- **Task details**
Below are some records. How many of their lines contain the string "UnexpectedEof"? Answer with the number alone.

- **Recorded data**
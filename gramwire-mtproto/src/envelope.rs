//! Classification of decrypted message bodies.
//!
//! [`Envelope::decode`] looks at the constructor id of a body and turns the
//! service objects a sender has to react to into typed values. Anything that
//! is neither a service object nor a known update is a
//! [`TypeNotFoundError`].

use std::borrow::Cow;
use std::io::{Read, Write};

use flate2::Compression;
use flate2::read::{GzDecoder, ZlibDecoder};
use flate2::write::GzEncoder;
use gramwire_tl::deserialize::peek_constructor;
use gramwire_tl::{Cursor, Deserializable, Identifiable, Serializable, types};

use crate::errors::{DecodeError, TypeNotFoundError};
use crate::message::TlMessage;

/// Bodies at or below this size are never compressed.
pub const GZIP_THRESHOLD: usize = 512;

/// Constructor ids of the `Updates` family.
pub const UPDATE_IDS: [u32; 7] = [
    0x74ae4240, // updates
    0x78d4dec1, // updateShort
    0x725b04c3, // updatesCombined
    0x313bc7f8, // updateShortMessage
    0x4d6deea5, // updateShortChatMessage
    0xe317af7e, // updatesTooLong
    0x9015e101, // updateShortSentMessage
];

pub fn is_update(constructor_id: u32) -> bool {
    UPDATE_IDS.contains(&constructor_id)
}

/// A decoded message body.
#[derive(Clone, Debug, PartialEq)]
pub enum Envelope {
    /// Result of one of our requests. `Ok` carries the raw response body,
    /// already inflated if it came `gzip_packed`.
    RpcResult { req_msg_id: i64, result: Result<Vec<u8>, types::RpcError> },
    Container(Vec<TlMessage>),
    /// Inflated contents of a `gzip_packed` object.
    Gzip(Vec<u8>),
    Pong(types::Pong),
    BadServerSalt(types::BadServerSalt),
    BadMsgNotification(types::BadMsgNotification),
    MsgDetailedInfo(types::MsgDetailedInfo),
    MsgNewDetailedInfo(types::MsgNewDetailedInfo),
    NewSessionCreated(types::NewSessionCreated),
    MsgsAck(types::MsgsAck),
    FutureSalts(types::FutureSalts),
    MsgsStateReq(types::MsgsStateReq),
    MsgResendReq(types::MsgResendReq),
    MsgsAllInfo(types::MsgsAllInfo),
    /// One of the [`UPDATE_IDS`], passed on undecoded.
    Update { constructor_id: u32, body: Vec<u8> },
}

fn bare<T: Deserializable>(body: &[u8]) -> Result<T, DecodeError> {
    let mut cur = Cursor::from_slice(&body[4..]);
    Ok(T::deserialize(&mut cur)?)
}

impl Envelope {
    pub fn decode(body: &[u8]) -> Result<Self, DecodeError> {
        let id = peek_constructor(body)?;

        Ok(match id {
            types::RpcResult::CONSTRUCTOR_ID => {
                let res: types::RpcResult = bare(body)?;
                Self::RpcResult { req_msg_id: res.req_msg_id, result: decode_result(res.result.0)? }
            }
            types::MsgContainer::CONSTRUCTOR_ID => {
                let container: types::MsgContainer = bare(body)?;
                Self::Container(
                    container
                        .messages
                        .into_iter()
                        .map(|m| TlMessage { msg_id: m.msg_id, seq_no: m.seqno, body: m.body })
                        .collect(),
                )
            }
            types::GzipPacked::CONSTRUCTOR_ID => {
                let packed: types::GzipPacked = bare(body)?;
                Self::Gzip(inflate(&packed.packed_data)?)
            }
            types::Pong::CONSTRUCTOR_ID => Self::Pong(bare(body)?),
            types::BadServerSalt::CONSTRUCTOR_ID => Self::BadServerSalt(bare(body)?),
            types::BadMsgNotification::CONSTRUCTOR_ID => Self::BadMsgNotification(bare(body)?),
            types::MsgDetailedInfo::CONSTRUCTOR_ID => Self::MsgDetailedInfo(bare(body)?),
            types::MsgNewDetailedInfo::CONSTRUCTOR_ID => Self::MsgNewDetailedInfo(bare(body)?),
            types::NewSessionCreated::CONSTRUCTOR_ID => Self::NewSessionCreated(bare(body)?),
            types::MsgsAck::CONSTRUCTOR_ID => Self::MsgsAck(bare(body)?),
            types::FutureSalts::CONSTRUCTOR_ID => Self::FutureSalts(bare(body)?),
            types::MsgsStateReq::CONSTRUCTOR_ID => Self::MsgsStateReq(bare(body)?),
            types::MsgResendReq::CONSTRUCTOR_ID => Self::MsgResendReq(bare(body)?),
            types::MsgsAllInfo::CONSTRUCTOR_ID => Self::MsgsAllInfo(bare(body)?),
            id if is_update(id) => Self::Update { constructor_id: id, body: body.to_vec() },
            id => return Err(DecodeError::TypeNotFound(TypeNotFoundError { id, remaining: body.to_vec() })),
        })
    }
}

// `rpc_result.result` is either an `rpc_error`, a `gzip_packed` answer or the
// answer itself.
fn decode_result(result: Vec<u8>) -> Result<Result<Vec<u8>, types::RpcError>, DecodeError> {
    match peek_constructor(&result) {
        Ok(types::RpcError::CONSTRUCTOR_ID) => Ok(Err(bare(&result)?)),
        Ok(types::GzipPacked::CONSTRUCTOR_ID) => {
            let packed: types::GzipPacked = bare(&result)?;
            decode_result(inflate(&packed.packed_data)?)
        }
        _ => Ok(Ok(result)),
    }
}

// ─── gzip ─────────────────────────────────────────────────────────────────────

/// Wrap `data` in `gzip_packed`, or `None` if compression fails.
pub fn gzip_packed(data: &[u8]) -> Option<Vec<u8>> {
    let mut encoder = GzEncoder::new(Vec::new(), Compression::default());
    encoder.write_all(data).ok()?;
    let packed_data = encoder.finish().ok()?;

    let mut out = Vec::with_capacity(packed_data.len() + 8);
    out.extend(types::GzipPacked::CONSTRUCTOR_ID.to_le_bytes());
    types::GzipPacked { packed_data }.serialize(&mut out);
    Some(out)
}

/// Compress content-related bodies above [`GZIP_THRESHOLD`] when that
/// actually saves space.
pub fn gzip_if_smaller(content_related: bool, data: &[u8]) -> Cow<'_, [u8]> {
    if content_related && data.len() > GZIP_THRESHOLD {
        if let Some(packed) = gzip_packed(data) {
            if packed.len() < data.len() {
                return Cow::Owned(packed);
            }
        }
    }
    Cow::Borrowed(data)
}

/// Inflate a `gzip_packed` payload. Some servers send raw zlib streams.
pub fn inflate(data: &[u8]) -> Result<Vec<u8>, DecodeError> {
    let mut out = Vec::new();
    if GzDecoder::new(data).read_to_end(&mut out).is_ok() && !out.is_empty() {
        return Ok(out);
    }
    out.clear();
    ZlibDecoder::new(data).read_to_end(&mut out).map_err(|_| DecodeError::Inflate)?;
    Ok(out)
}
//! Outgoing queue and container packing.

use std::collections::VecDeque;
use std::sync::Arc;

use gramwire_mtproto::MtProtoState;
use gramwire_tl::{Identifiable, types::MsgContainer};
use tokio::sync::{Mutex, Notify};
use tracing::warn;

use crate::errors::InvocationError;
use crate::request_state::{Link, RequestState};

/// Most messages the server accepts in one container.
pub const MAX_CONTAINER_ITEMS: usize = 100;

/// Largest container payload the server accepts.
pub const MAX_CONTAINER_BYTES: usize = 1_044_448;

// `invokeAfterMsg` id plus the dependency's msg id.
const INVOKE_AFTER_OVERHEAD: usize = 12;

/// One frame's worth of requests, ready to encrypt.
#[derive(Debug)]
pub struct Batch {
    /// Msg id of the outermost message: the container, or the only request.
    pub msg_id: i64,
    /// Unencrypted `msg_id | seq_no | length | body` bytes.
    pub data:   Vec<u8>,
    pub states: Vec<RequestState>,
}

#[derive(Debug, Default)]
struct Queue {
    items:      VecDeque<RequestState>,
    // Most recent ordered request, possibly already sent.
    last_after: Option<Arc<Link>>,
}

/// FIFO of requests waiting to be written, drained by the send loop.
#[derive(Debug)]
pub struct MessagePacker {
    queue:     Mutex<Queue>,
    notify:    Notify,
    max_items: usize,
    max_bytes: usize,
}

impl Default for MessagePacker {
    fn default() -> Self { Self::new() }
}

impl MessagePacker {
    pub fn new() -> Self { Self::with_limits(MAX_CONTAINER_ITEMS, MAX_CONTAINER_BYTES) }

    pub fn with_limits(max_items: usize, max_bytes: usize) -> Self {
        Self {
            queue: Mutex::default(),
            notify: Notify::new(),
            max_items: max_items.max(1),
            max_bytes,
        }
    }

    /// Queue a request, at the back or (for retries) at the front.
    ///
    /// Requests flagged `invoke_after` are chained: each one is wrapped in
    /// `invokeAfterMsg` referring to the previous such request while that
    /// one is still unanswered.
    pub async fn append(&self, mut state: RequestState, at_start: bool) {
        let mut queue = self.queue.lock().await;
        if state.invoke_after {
            if at_start {
                if let Some(next) = queue.items.iter_mut().find(|s| s.invoke_after) {
                    next.after = Some(state.link());
                }
            } else {
                state.after = queue
                    .items
                    .iter()
                    .rev()
                    .find(|s| s.invoke_after)
                    .map(RequestState::link)
                    .or_else(|| queue.last_after.clone().filter(|l| !l.is_settled()));
                queue.last_after = Some(state.link());
            }
        }
        if at_start {
            queue.items.push_front(state);
        } else {
            queue.items.push_back(state);
        }
        drop(queue);
        self.notify.notify_one();
    }

    /// Queue already-linked requests at the back, e.g. for a resend.
    pub async fn extend(&self, states: impl IntoIterator<Item = RequestState>) {
        let mut queue = self.queue.lock().await;
        queue.items.extend(states);
        drop(queue);
        self.notify.notify_one();
    }

    /// Queue requests ahead of everything else, keeping their order.
    pub async fn prepend(&self, states: Vec<RequestState>) {
        let mut queue = self.queue.lock().await;
        for state in states.into_iter().rev() {
            queue.items.push_front(state);
        }
        drop(queue);
        self.notify.notify_one();
    }

    /// Wake a pending [`get`](Self::get) without queueing anything.
    pub fn wake(&self) { self.notify.notify_one(); }

    pub async fn len(&self) -> usize { self.queue.lock().await.items.len() }

    pub async fn is_empty(&self) -> bool { self.queue.lock().await.items.is_empty() }

    /// Take everything still queued.
    pub async fn drain(&self) -> Vec<RequestState> {
        self.queue.lock().await.items.drain(..).collect()
    }

    /// Wait for requests and pack as many as fit into one batch.
    ///
    /// Returns `None` if woken with nothing to send. Requests too large to
    /// ever fit are rejected here with
    /// [`InvocationError::PayloadTooLarge`].
    pub async fn get(&self, state: &Mutex<MtProtoState>) -> Option<Batch> {
        if self.queue.lock().await.items.is_empty() {
            self.notify.notified().await;
        }

        let mut queue = self.queue.lock().await;
        if queue.items.is_empty() {
            return None;
        }
        let mut state = state.lock().await;
        self.pack(&mut queue.items, &mut state)
    }

    fn pack(&self, queue: &mut VecDeque<RequestState>, state: &mut MtProtoState) -> Option<Batch> {
        let mut buffer = Vec::new();
        let mut states: Vec<RequestState> = Vec::new();
        let mut size = MsgContainer::HEADER_LEN;

        while let Some(mut rs) = queue.pop_front() {
            let after_id = rs.after_msg_id();
            let item = MsgContainer::ITEM_HEADER_LEN
                + rs.data.len()
                + if after_id.is_some() { INVOKE_AFTER_OVERHEAD } else { 0 };

            if states.len() >= self.max_items || size + item > self.max_bytes {
                if states.is_empty() {
                    warn!(
                        "[gramwire] request of {} bytes is too large to send, dropping it",
                        rs.data.len()
                    );
                    let len = rs.data.len();
                    rs.reject(InvocationError::PayloadTooLarge { len, max: self.max_bytes });
                    continue;
                }
                queue.push_front(rs);
                break;
            }

            rs.container_id = None;
            let msg_id = state.write_data_as_message(&mut buffer, &rs.data, rs.content_related, after_id);
            rs.set_msg_id(msg_id);
            size += item;
            states.push(rs);
        }

        match states.len() {
            0 => None,
            1 => {
                let msg_id = states[0].msg_id()?;
                Some(Batch { msg_id, data: buffer, states })
            }
            n => {
                let mut container = Vec::with_capacity(MsgContainer::HEADER_LEN + buffer.len());
                container.extend(MsgContainer::CONSTRUCTOR_ID.to_le_bytes());
                container.extend((n as i32).to_le_bytes());
                container.extend(buffer);

                let mut data = Vec::with_capacity(MsgContainer::ITEM_HEADER_LEN + container.len());
                let msg_id = state.write_data_as_message(&mut data, &container, false, None);
                for rs in &mut states {
                    rs.container_id = Some(msg_id);
                }
                Some(Batch { msg_id, data, states })
            }
        }
    }
}
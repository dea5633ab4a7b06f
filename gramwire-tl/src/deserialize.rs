//! The [`Deserializable`] trait, [`Cursor`] buffer, and primitive impls.

use std::fmt;

// ─── Error ───────────────────────────────────────────────────────────────────

/// Errors that can occur during deserialization.
#[derive(Clone, Debug, PartialEq)]
pub enum Error {
    /// Ran out of bytes before the type was fully read.
    UnexpectedEof,
    /// Decoded a constructor ID that doesn't match any known variant.
    UnexpectedConstructor { id: u32 },
    /// A TL `string` was not valid UTF-8.
    InvalidUtf8,
}

impl fmt::Display for Error {
    fn fmt(&self, f: &mut fmt::Formatter<'_>) -> fmt::Result {
        match self {
            Self::UnexpectedEof => write!(f, "unexpected end of buffer"),
            Self::UnexpectedConstructor { id } => {
                write!(f, "unexpected constructor id: {id:#010x}")
            }
            Self::InvalidUtf8 => write!(f, "string is not valid utf-8"),
        }
    }
}

impl std::error::Error for Error {}

/// Specialized `Result` for deserialization.
pub type Result<T> = std::result::Result<T, Error>;

// ─── Cursor ──────────────────────────────────────────────────────────────────

/// A zero-copy cursor over an in-memory byte slice.
pub struct Cursor<'a> {
    buf: &'a [u8],
    pos: usize,
}

impl<'a> Cursor<'a> {
    /// Create a cursor positioned at the start of `buf`.
    pub fn from_slice(buf: &'a [u8]) -> Self {
        Self { buf, pos: 0 }
    }

    /// Current byte offset.
    pub fn pos(&self) -> usize { self.pos }

    /// Remaining bytes.
    pub fn remaining(&self) -> usize { self.buf.len() - self.pos }

    /// The unread tail of the buffer, without consuming it.
    pub fn rest(&self) -> &'a [u8] { &self.buf[self.pos..] }

    /// Read a single byte.
    pub fn read_byte(&mut self) -> Result<u8> {
        let b = *self.buf.get(self.pos).ok_or(Error::UnexpectedEof)?;
        self.pos += 1;
        Ok(b)
    }

    /// Read exactly `out.len()` bytes.
    pub fn read_exact(&mut self, out: &mut [u8]) -> Result<()> {
        let end = self.pos + out.len();
        if end > self.buf.len() {
            return Err(Error::UnexpectedEof);
        }
        out.copy_from_slice(&self.buf[self.pos..end]);
        self.pos = end;
        Ok(())
    }

    /// Advance past `n` bytes.
    pub fn skip(&mut self, n: usize) -> Result<()> {
        if n > self.remaining() {
            return Err(Error::UnexpectedEof);
        }
        self.pos += n;
        Ok(())
    }

    /// Consume all remaining bytes into `out`.
    pub fn read_to_end(&mut self, out: &mut Vec<u8>) -> usize {
        let slice = &self.buf[self.pos..];
        out.extend_from_slice(slice);
        self.pos = self.buf.len();
        slice.len()
    }
}

/// Alias used by every `deserialize` signature.
pub type Buffer<'a, 'b> = &'a mut Cursor<'b>;

// ─── Deserializable ──────────────────────────────────────────────────────────

/// Deserialize a value from TL binary format.
pub trait Deserializable: Sized {
    /// Read `Self` from `buf`, advancing its position.
    fn deserialize(buf: Buffer) -> Result<Self>;

    /// Convenience: deserialize from a byte slice.
    fn from_bytes(bytes: &[u8]) -> Result<Self> {
        let mut cursor = Cursor::from_slice(bytes);
        Self::deserialize(&mut cursor)
    }
}

/// Peek the constructor id at the start of `bytes`.
pub fn peek_constructor(bytes: &[u8]) -> Result<u32> {
    u32::from_bytes(bytes)
}

// ─── Primitives ───────────────────────────────────────────────────────────────

impl Deserializable for bool {
    fn deserialize(buf: Buffer) -> Result<Self> {
        match u32::deserialize(buf)? {
            0x997275b5 => Ok(true),
            0xbc799737 => Ok(false),
            id => Err(Error::UnexpectedConstructor { id }),
        }
    }
}

macro_rules! le_int {
    ($($t:ty),+) => {$(
        impl Deserializable for $t {
            fn deserialize(buf: Buffer) -> Result<Self> {
                let mut b = [0u8; std::mem::size_of::<$t>()];
                buf.read_exact(&mut b)?;
                Ok(<$t>::from_le_bytes(b))
            }
        }
    )+};
}

le_int!(i32, u32, i64, f64);

impl<const N: usize> Deserializable for [u8; N] {
    fn deserialize(buf: Buffer) -> Result<Self> {
        let mut b = [0u8; N];
        buf.read_exact(&mut b)?;
        Ok(b)
    }
}

// ─── Bytes / String ───────────────────────────────────────────────────────────

impl Deserializable for Vec<u8> {
    fn deserialize(buf: Buffer) -> Result<Self> {
        let first = buf.read_byte()?;
        let (len, header_len) = if first != 0xfe {
            (first as usize, 1)
        } else {
            let mut l = [0u8; 4];
            buf.read_exact(&mut l[..3])?;
            (u32::from_le_bytes(l) as usize, 4)
        };

        let mut data = vec![0u8; len.min(buf.remaining())];
        if data.len() != len {
            return Err(Error::UnexpectedEof);
        }
        buf.read_exact(&mut data)?;
        buf.skip((4 - (header_len + len) % 4) % 4)?;
        Ok(data)
    }
}

impl Deserializable for String {
    fn deserialize(buf: Buffer) -> Result<Self> {
        let bytes = Vec::<u8>::deserialize(buf)?;
        String::from_utf8(bytes).map_err(|_| Error::InvalidUtf8)
    }
}

/// Consumes the rest of the buffer.
impl Deserializable for crate::Blob {
    fn deserialize(buf: Buffer) -> Result<Self> {
        let mut data = Vec::new();
        buf.read_to_end(&mut data);
        Ok(crate::Blob(data))
    }
}

// ─── Vectors ─────────────────────────────────────────────────────────────────

fn read_len(buf: Buffer) -> Result<usize> {
    let len = i32::deserialize(buf)?;
    // Every element occupies at least one byte; reject counts that cannot fit.
    if len < 0 || len as usize > buf.remaining() {
        return Err(Error::UnexpectedEof);
    }
    Ok(len as usize)
}

impl<T: Deserializable> Deserializable for Vec<T> {
    fn deserialize(buf: Buffer) -> Result<Self> {
        let id = u32::deserialize(buf)?;
        if id != 0x1cb5c415 {
            return Err(Error::UnexpectedConstructor { id });
        }
        let len = read_len(buf)?;
        (0..len).map(|_| T::deserialize(buf)).collect()
    }
}

impl<T: Deserializable> Deserializable for crate::RawVec<T> {
    fn deserialize(buf: Buffer) -> Result<Self> {
        let len = read_len(buf)?;
        let inner = (0..len).map(|_| T::deserialize(buf)).collect::<Result<_>>()?;
        Ok(crate::RawVec(inner))
    }
}
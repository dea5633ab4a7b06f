//! One outgoing request and the future waiting on it.

use std::sync::Arc;
use std::sync::atomic::{AtomicBool, AtomicI64, Ordering};

use tokio::sync::oneshot;

use crate::errors::InvocationError;

/// What the caller of a request eventually receives: the raw response body.
pub type Response = Result<Vec<u8>, InvocationError>;

/// Shared view of a request that others may depend on.
#[derive(Debug, Default)]
pub(crate) struct Link {
    msg_id:  AtomicI64,
    settled: AtomicBool,
}

impl Link {
    /// The msg id last assigned to the request, if it was ever packed.
    pub(crate) fn msg_id(&self) -> Option<i64> {
        match self.msg_id.load(Ordering::Acquire) {
            0 => None,
            id => Some(id),
        }
    }

    pub(crate) fn is_settled(&self) -> bool {
        self.settled.load(Ordering::Acquire)
    }
}

/// A serialized request on its way to the server.
///
/// Created by the sender when a caller issues a request and dropped once its
/// response is delivered. Requests without a caller (acknowledgements,
/// state replies) are "untracked": resolving them is a no-op.
#[derive(Debug)]
pub struct RequestState {
    pub(crate) data:            Vec<u8>,
    pub(crate) content_related: bool,
    pub(crate) invoke_after:    bool,
    pub(crate) container_id:    Option<i64>,
    pub(crate) after:           Option<Arc<Link>>,
    link:                       Arc<Link>,
    resolver:                   Option<oneshot::Sender<Response>>,
}

impl RequestState {
    /// A request whose response is awaited through the returned receiver.
    pub fn new(data: Vec<u8>, invoke_after: bool) -> (Self, oneshot::Receiver<Response>) {
        let (tx, rx) = oneshot::channel();
        let state = Self {
            data,
            content_related: true,
            invoke_after,
            container_id: None,
            after: None,
            link: Arc::default(),
            resolver: Some(tx),
        };
        (state, rx)
    }

    /// A service message nobody waits on.
    pub fn untracked(data: Vec<u8>) -> Self {
        Self {
            data,
            content_related: false,
            invoke_after: false,
            container_id: None,
            after: None,
            link: Arc::default(),
            resolver: None,
        }
    }

    pub fn msg_id(&self) -> Option<i64> { self.link.msg_id() }

    pub fn container_id(&self) -> Option<i64> { self.container_id }

    pub fn data(&self) -> &[u8] { &self.data }

    /// Constructor id of the serialized request.
    pub fn constructor_id(&self) -> Option<u32> {
        let head: [u8; 4] = self.data.get(..4)?.try_into().ok()?;
        Some(u32::from_le_bytes(head))
    }

    /// Whether a caller is waiting on this request.
    pub fn is_tracked(&self) -> bool { self.resolver.is_some() }

    /// `true` if there is no dependency or the dependency has settled.
    pub fn is_ready(&self) -> bool {
        self.after.as_ref().is_none_or(|link| link.is_settled())
    }

    /// The msg id this request must be invoked after, if still relevant.
    pub(crate) fn after_msg_id(&self) -> Option<i64> {
        if self.is_ready() {
            return None;
        }
        self.after.as_ref().and_then(|link| link.msg_id())
    }

    pub(crate) fn set_msg_id(&mut self, msg_id: i64) {
        self.link.msg_id.store(msg_id, Ordering::Release);
    }

    pub(crate) fn link(&self) -> Arc<Link> { Arc::clone(&self.link) }

    /// Deliver the response body.
    pub fn resolve(mut self, body: Vec<u8>) {
        if let Some(tx) = self.resolver.take() {
            let _ = tx.send(Ok(body));
        }
    }

    /// Fail the request.
    pub fn reject(mut self, error: InvocationError) {
        if let Some(tx) = self.resolver.take() {
            let _ = tx.send(Err(error));
        }
    }
}

impl Drop for RequestState {
    fn drop(&mut self) {
        self.link.settled.store(true, Ordering::Release);
    }
}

- **Answer**
7